▶ _Collected data_:
○ ○ ○ ○ ○ ○ ○

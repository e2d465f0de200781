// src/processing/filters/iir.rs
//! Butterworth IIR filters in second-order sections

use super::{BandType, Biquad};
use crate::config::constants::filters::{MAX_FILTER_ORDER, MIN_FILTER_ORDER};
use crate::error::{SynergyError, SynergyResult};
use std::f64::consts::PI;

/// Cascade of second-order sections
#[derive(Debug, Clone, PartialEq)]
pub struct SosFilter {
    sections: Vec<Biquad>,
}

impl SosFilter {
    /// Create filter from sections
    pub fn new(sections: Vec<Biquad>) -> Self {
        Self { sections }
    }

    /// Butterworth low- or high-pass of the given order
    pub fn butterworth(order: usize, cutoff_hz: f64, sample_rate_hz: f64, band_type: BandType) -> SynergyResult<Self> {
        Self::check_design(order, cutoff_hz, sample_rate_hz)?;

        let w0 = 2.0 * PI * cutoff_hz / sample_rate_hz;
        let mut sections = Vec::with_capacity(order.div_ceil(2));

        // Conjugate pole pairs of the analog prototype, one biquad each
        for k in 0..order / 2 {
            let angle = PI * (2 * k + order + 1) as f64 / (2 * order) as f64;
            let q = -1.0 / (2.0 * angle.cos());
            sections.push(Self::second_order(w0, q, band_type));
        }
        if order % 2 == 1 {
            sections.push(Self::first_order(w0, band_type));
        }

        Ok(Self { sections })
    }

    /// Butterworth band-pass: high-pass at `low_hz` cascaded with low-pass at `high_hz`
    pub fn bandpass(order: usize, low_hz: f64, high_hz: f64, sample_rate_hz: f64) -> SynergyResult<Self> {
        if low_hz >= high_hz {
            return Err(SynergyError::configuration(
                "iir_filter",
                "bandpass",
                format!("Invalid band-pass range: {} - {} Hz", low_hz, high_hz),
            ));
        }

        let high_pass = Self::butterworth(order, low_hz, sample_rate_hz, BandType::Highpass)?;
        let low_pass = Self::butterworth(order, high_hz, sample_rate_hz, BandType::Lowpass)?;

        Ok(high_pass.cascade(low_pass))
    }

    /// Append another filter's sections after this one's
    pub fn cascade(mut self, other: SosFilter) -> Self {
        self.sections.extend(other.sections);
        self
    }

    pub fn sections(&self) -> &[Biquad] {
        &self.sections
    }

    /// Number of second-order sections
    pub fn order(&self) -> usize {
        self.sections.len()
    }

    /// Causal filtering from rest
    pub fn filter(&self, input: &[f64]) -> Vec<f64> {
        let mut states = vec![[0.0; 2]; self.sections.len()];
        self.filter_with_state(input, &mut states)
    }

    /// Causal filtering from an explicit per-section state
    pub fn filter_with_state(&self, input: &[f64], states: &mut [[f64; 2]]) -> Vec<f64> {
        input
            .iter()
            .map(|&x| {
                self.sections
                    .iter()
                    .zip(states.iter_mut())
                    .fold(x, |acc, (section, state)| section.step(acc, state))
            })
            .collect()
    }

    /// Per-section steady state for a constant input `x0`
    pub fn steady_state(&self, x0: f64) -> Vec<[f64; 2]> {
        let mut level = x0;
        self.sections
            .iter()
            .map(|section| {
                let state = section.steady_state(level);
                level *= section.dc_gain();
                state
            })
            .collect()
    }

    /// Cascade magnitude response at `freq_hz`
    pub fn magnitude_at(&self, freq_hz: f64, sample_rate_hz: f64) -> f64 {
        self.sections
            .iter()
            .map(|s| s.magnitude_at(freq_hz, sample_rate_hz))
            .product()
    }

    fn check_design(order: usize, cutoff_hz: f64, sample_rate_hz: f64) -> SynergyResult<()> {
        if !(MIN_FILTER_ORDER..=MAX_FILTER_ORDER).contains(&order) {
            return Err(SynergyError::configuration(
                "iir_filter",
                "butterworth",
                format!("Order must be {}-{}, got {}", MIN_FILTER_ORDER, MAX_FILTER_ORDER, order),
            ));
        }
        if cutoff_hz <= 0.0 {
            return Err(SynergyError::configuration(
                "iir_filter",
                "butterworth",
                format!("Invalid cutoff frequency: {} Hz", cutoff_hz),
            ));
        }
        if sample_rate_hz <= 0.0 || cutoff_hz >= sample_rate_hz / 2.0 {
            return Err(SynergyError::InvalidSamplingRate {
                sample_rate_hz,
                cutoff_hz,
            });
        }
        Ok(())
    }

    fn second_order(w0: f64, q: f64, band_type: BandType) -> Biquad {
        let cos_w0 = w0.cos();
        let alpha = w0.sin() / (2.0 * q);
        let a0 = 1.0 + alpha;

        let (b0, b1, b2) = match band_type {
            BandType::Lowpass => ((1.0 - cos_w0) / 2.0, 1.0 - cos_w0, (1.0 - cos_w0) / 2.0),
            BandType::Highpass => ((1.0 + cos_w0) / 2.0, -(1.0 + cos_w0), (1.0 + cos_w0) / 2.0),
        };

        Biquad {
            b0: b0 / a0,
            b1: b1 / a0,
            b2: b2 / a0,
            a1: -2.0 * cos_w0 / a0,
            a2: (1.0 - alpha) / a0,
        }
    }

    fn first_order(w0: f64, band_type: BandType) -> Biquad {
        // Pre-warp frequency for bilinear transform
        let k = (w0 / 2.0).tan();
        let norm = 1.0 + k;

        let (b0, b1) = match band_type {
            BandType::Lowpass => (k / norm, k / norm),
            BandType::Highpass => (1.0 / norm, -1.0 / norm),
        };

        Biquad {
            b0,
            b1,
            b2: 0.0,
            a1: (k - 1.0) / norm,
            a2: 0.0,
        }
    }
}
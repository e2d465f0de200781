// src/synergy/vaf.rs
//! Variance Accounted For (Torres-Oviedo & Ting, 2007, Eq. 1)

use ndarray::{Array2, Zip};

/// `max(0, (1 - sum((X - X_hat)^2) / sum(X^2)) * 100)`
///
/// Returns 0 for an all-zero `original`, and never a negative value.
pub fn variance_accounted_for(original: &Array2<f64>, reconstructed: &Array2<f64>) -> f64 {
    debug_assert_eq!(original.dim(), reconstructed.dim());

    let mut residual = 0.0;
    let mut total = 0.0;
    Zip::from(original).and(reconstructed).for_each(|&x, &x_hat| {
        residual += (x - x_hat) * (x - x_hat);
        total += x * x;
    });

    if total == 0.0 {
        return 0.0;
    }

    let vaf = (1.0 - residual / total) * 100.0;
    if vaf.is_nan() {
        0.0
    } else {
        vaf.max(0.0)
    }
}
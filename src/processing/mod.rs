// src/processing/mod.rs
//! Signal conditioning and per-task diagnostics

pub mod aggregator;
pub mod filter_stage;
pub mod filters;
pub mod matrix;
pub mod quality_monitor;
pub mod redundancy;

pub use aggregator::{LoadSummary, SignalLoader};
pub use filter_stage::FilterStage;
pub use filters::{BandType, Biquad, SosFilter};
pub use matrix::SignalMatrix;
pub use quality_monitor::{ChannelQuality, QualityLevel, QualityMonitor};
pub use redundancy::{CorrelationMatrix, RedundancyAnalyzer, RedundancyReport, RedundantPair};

○ ○ ○ ○ ○ ○ ○

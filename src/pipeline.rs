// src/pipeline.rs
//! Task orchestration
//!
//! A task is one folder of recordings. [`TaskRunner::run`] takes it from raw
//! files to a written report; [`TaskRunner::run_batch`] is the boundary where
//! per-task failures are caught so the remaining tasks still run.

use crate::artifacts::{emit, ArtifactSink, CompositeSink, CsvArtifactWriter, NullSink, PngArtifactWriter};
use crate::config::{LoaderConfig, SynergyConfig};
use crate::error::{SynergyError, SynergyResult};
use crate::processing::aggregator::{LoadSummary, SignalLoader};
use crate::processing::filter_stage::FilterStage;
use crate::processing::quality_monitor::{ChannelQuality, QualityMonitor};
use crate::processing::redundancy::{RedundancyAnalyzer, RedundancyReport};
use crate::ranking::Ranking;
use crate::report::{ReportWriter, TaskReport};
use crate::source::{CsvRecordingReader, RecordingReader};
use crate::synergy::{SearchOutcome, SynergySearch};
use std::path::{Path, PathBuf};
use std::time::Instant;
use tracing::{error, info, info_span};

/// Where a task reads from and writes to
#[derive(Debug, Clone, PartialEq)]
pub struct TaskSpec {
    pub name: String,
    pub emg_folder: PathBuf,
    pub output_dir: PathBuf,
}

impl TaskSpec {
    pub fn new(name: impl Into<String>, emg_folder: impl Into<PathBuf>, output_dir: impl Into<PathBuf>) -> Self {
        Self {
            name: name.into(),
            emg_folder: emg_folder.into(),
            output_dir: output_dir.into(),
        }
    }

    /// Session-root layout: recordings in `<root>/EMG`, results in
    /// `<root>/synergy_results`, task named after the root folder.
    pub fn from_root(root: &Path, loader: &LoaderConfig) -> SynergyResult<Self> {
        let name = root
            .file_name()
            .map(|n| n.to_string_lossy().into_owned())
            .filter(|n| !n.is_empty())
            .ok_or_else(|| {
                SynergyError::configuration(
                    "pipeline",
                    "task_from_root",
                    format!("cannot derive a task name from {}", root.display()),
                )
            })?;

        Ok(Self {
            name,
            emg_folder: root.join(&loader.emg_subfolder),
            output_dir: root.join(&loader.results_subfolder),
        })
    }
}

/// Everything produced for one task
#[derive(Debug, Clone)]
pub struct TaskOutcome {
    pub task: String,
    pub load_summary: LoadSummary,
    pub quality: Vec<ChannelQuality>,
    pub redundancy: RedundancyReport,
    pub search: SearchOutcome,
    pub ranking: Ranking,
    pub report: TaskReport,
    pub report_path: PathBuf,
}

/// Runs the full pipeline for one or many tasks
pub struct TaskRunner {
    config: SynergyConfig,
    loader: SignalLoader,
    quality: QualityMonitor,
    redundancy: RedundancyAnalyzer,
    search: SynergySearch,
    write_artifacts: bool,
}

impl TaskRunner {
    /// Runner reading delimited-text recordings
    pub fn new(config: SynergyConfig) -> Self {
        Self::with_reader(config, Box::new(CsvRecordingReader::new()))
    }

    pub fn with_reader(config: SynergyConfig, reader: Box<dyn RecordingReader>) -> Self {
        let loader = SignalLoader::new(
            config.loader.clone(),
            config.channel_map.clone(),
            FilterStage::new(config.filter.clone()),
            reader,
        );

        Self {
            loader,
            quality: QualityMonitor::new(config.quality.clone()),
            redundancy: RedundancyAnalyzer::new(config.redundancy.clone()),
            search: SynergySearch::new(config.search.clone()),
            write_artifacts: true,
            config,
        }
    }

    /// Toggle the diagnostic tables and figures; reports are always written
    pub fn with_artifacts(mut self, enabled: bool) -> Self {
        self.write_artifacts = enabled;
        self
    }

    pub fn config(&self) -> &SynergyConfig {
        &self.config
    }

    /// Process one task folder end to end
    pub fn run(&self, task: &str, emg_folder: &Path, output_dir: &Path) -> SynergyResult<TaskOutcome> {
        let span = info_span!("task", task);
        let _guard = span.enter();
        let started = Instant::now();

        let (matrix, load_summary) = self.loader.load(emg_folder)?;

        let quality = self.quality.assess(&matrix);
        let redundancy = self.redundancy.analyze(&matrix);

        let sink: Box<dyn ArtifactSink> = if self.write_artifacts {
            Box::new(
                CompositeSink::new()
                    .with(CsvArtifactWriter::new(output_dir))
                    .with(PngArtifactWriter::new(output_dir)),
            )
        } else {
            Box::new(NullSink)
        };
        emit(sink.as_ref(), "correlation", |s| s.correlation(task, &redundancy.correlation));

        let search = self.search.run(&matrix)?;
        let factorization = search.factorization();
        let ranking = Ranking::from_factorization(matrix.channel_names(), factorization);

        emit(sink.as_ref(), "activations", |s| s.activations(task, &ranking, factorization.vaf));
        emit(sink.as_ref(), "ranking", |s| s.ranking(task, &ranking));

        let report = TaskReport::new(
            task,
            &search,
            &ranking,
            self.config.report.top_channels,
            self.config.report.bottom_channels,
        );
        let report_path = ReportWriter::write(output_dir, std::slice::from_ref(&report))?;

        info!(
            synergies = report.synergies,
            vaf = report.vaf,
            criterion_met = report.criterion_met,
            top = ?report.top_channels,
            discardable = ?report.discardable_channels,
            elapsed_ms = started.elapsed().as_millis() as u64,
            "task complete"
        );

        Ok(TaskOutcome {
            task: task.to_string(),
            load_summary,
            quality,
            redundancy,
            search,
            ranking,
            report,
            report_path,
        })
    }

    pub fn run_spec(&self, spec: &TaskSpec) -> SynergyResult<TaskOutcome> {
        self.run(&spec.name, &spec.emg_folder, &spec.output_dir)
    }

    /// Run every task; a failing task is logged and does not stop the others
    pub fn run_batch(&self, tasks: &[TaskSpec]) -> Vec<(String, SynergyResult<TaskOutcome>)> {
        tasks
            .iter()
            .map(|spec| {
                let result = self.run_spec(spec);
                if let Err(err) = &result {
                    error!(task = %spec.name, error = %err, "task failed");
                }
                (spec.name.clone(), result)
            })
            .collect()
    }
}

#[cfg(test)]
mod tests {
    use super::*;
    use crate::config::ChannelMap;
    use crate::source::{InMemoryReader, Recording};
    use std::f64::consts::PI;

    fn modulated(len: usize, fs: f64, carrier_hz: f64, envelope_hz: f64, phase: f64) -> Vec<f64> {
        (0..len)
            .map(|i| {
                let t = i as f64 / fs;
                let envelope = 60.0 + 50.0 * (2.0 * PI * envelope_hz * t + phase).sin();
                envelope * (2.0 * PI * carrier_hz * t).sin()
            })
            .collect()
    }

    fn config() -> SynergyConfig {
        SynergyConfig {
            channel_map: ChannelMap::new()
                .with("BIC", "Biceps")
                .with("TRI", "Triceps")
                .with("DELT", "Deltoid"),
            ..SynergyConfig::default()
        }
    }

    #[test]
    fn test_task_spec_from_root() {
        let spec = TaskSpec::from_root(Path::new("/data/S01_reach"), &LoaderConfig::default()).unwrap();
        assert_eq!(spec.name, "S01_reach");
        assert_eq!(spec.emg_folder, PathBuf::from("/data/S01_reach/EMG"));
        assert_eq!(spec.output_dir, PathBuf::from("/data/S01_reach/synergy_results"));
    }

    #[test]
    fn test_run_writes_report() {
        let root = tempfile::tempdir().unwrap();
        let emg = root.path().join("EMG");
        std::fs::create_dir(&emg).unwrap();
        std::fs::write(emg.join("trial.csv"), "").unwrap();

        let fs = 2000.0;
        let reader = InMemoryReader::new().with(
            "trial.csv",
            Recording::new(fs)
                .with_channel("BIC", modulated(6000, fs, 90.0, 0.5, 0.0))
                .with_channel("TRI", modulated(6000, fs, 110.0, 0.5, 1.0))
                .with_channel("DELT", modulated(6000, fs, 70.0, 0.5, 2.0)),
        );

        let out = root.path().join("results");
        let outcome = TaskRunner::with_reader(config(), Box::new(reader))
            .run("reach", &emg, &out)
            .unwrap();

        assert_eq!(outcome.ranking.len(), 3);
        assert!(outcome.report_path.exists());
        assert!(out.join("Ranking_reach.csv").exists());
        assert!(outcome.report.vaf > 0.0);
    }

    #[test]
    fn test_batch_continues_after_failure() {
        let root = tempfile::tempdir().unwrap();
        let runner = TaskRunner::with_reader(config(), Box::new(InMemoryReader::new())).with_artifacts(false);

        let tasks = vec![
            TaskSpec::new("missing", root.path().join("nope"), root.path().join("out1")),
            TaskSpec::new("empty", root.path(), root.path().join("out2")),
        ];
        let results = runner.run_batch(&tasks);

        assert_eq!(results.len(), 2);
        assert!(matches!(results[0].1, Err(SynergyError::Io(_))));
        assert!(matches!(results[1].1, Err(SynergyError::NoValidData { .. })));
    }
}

○ ○ ○ ○ ○ ○ ○

▶ _Exercise_:
In the records, which lines use the word "SearchOutcome"? Report them.

▶ _Solved exercise_:
use crate::synergy::{SearchOutcome, SynergySearch};
    pub search: SearchOutcome,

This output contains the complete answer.